Do go to the Pollinator Partnership site for a huge amount of excellent info about pollination, the pollinators and how to help them. I know this is slanted at the USA but many of the plants and principles apply here.

NativeBeesNumberedPoster

You can download this wonderful bee poster which has info about some of the over 4400 USA native bee species.
I see some old friends here from my early bee watching days.

Their excellent regional PDFs give overviews of habitats, plant lists and the species of pollinators specific to each area. Reading through the advice to gardeners they remind us to “Tolerate a little mess”..
Unruly bits of garden are good for pollinators and to “provide safe access to clean water” It’s about caring, isn’t it? About them, not what the neighbours think of the garden or getting the next must-have hybrid flower that has neither scent nor nectar.
It’s about doing just a little bit to help.

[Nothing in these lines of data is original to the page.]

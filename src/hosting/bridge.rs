use super::Arena;
use super::JoinQuery;
use crate::error::ApiError;
use crate::event::GameEvent;
use crate::operator::OperatorBus;
use crate::operator::OperatorEvent;
use crate::registry::Outbox;
use actix_web::HttpRequest;
use actix_web::HttpResponse;
use actix_web::web;
use futures::StreamExt;
use std::sync::Arc;
use std::time::Duration;

/// WebSocket ingress for the game channel:
/// `/ws/gomoku/{roomId}?playerId=...`. The actix session types stay in
/// this file; everything past the upgrade talks through the outbox.
pub async fn join(
    arena: web::Data<Arena>,
    path: web::Path<String>,
    query: web::Query<JoinQuery>,
    body: web::Payload,
    req: HttpRequest,
) -> Result<HttpResponse, ApiError> {
    let room = path.into_inner();
    let (response, session, stream) =
        actix_ws::handle(&req, body).map_err(|e| ApiError::Internal(e.to_string()))?;
    let (socket_id, outbox) = arena.attach_socket(&room, &query.player_id).await?;
    let heartbeat = arena.config.heartbeat;
    let arena = arena.into_inner();
    actix_web::rt::spawn(async move {
        pump(arena, socket_id, outbox, session, stream, heartbeat).await;
    });
    Ok(response)
}

/// One task per game socket: drains the outbox to the peer, feeds
/// inbound frames to the arena, and heartbeats on the side. Exits
/// clean on close, error, or a reaped outbox, and always detaches.
async fn pump(
    arena: Arc<Arena>,
    socket_id: String,
    outbox: Arc<Outbox>,
    mut session: actix_ws::Session,
    mut stream: actix_ws::MessageStream,
    heartbeat: Duration,
) {
    let mut beat = tokio::time::interval(heartbeat);
    beat.tick().await;
    'sesh: loop {
        tokio::select! {
            biased;
            payload = outbox.next() => match payload {
                Some(json) => if session.text(json).await.is_err() { break 'sesh },
                None => break 'sesh,
            },
            frame = stream.next() => match frame {
                Some(Ok(actix_ws::Message::Text(text))) => arena.inbound(&socket_id, &text).await,
                Some(Ok(actix_ws::Message::Ping(bytes))) => {
                    arena.touch_socket(&socket_id).await;
                    if session.pong(&bytes).await.is_err() { break 'sesh }
                }
                Some(Ok(actix_ws::Message::Pong(_))) => arena.touch_socket(&socket_id).await,
                Some(Ok(actix_ws::Message::Close(_))) => break 'sesh,
                Some(Err(_)) => break 'sesh,
                None => break 'sesh,
                _ => continue 'sesh,
            },
            _ = beat.tick() => {
                outbox.push(GameEvent::Ping.envelope(None, None), false);
                // protocol ping too: a silent but healthy client pongs
                // and stays off the reaper's stale list
                if session.ping(b"").await.is_err() { break 'sesh }
            }
        }
    }
    let _ = session.close(None).await;
    arena.detach_socket(&socket_id).await;
}

/// WebSocket ingress for the operator channel at `/admin`. Tracked in
/// the bus's own socket set, fully apart from game rooms.
pub async fn admin(
    bus: web::Data<OperatorBus>,
    body: web::Payload,
    req: HttpRequest,
) -> Result<HttpResponse, ApiError> {
    let (response, session, stream) =
        actix_ws::handle(&req, body).map_err(|e| ApiError::Internal(e.to_string()))?;
    let (socket_id, outbox) = bus.attach().await;
    let bus = bus.into_inner();
    actix_web::rt::spawn(async move {
        operate(bus, socket_id, outbox, session, stream).await;
    });
    Ok(response)
}

async fn operate(
    bus: Arc<OperatorBus>,
    socket_id: String,
    outbox: Arc<Outbox>,
    mut session: actix_ws::Session,
    mut stream: actix_ws::MessageStream,
) {
    let mut beat = tokio::time::interval(Duration::from_secs(crate::HEARTBEAT_SECS));
    beat.tick().await;
    'sesh: loop {
        tokio::select! {
            biased;
            payload = outbox.next() => match payload {
                Some(json) => if session.text(json).await.is_err() { break 'sesh },
                None => break 'sesh,
            },
            frame = stream.next() => match frame {
                Some(Ok(actix_ws::Message::Text(text))) => {
                    let is_ping = serde_json::from_str::<serde_json::Value>(&text)
                        .ok()
                        .is_some_and(|v| v["type"] == "ping");
                    if is_ping {
                        outbox.push(OperatorEvent::Ping.envelope(), false);
                    }
                }
                Some(Ok(actix_ws::Message::Ping(bytes))) => {
                    if session.pong(&bytes).await.is_err() { break 'sesh }
                }
                Some(Ok(actix_ws::Message::Close(_))) => break 'sesh,
                Some(Err(_)) => break 'sesh,
                None => break 'sesh,
                _ => continue 'sesh,
            },
            _ = beat.tick() => {
                outbox.push(OperatorEvent::Ping.envelope(), false);
                if session.ping(b"").await.is_err() { break 'sesh }
            }
        }
    }
    let _ = session.close(None).await;
    bus.detach(&socket_id).await;
}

Then, in big bold letters at the end of the PDF is this “NOTICE THE CHANGES THAT YOU HAVE HELPED TO CREATE”
Having done your research, raised your pollinator friendly plants, dug the pond and slogged away at the planting and digging, do take a moment to stop and look.

William Henry Davies’ lovely simple poem “Leisure” may now be considered a slightly jokey piece of writing but taking the time to just stand and stare at your garden, at all the strange and wonderful things that are going on there, is infinitely rewarding.


“What is this life if, full of care,
We have no time to stand and stare.
No time to stand beneath the boughs
And stare as long as sheep or cows.”

There are some sheep just down the lane from us, we watched them doing nothing the other day, they were just staring and chewing.
Today, I intend ..sheep-like.. to go and stare for a while at my now not-so-empty garden.

Yes, William “A poor life this is ” indeed,  if we make no time to stand and stare.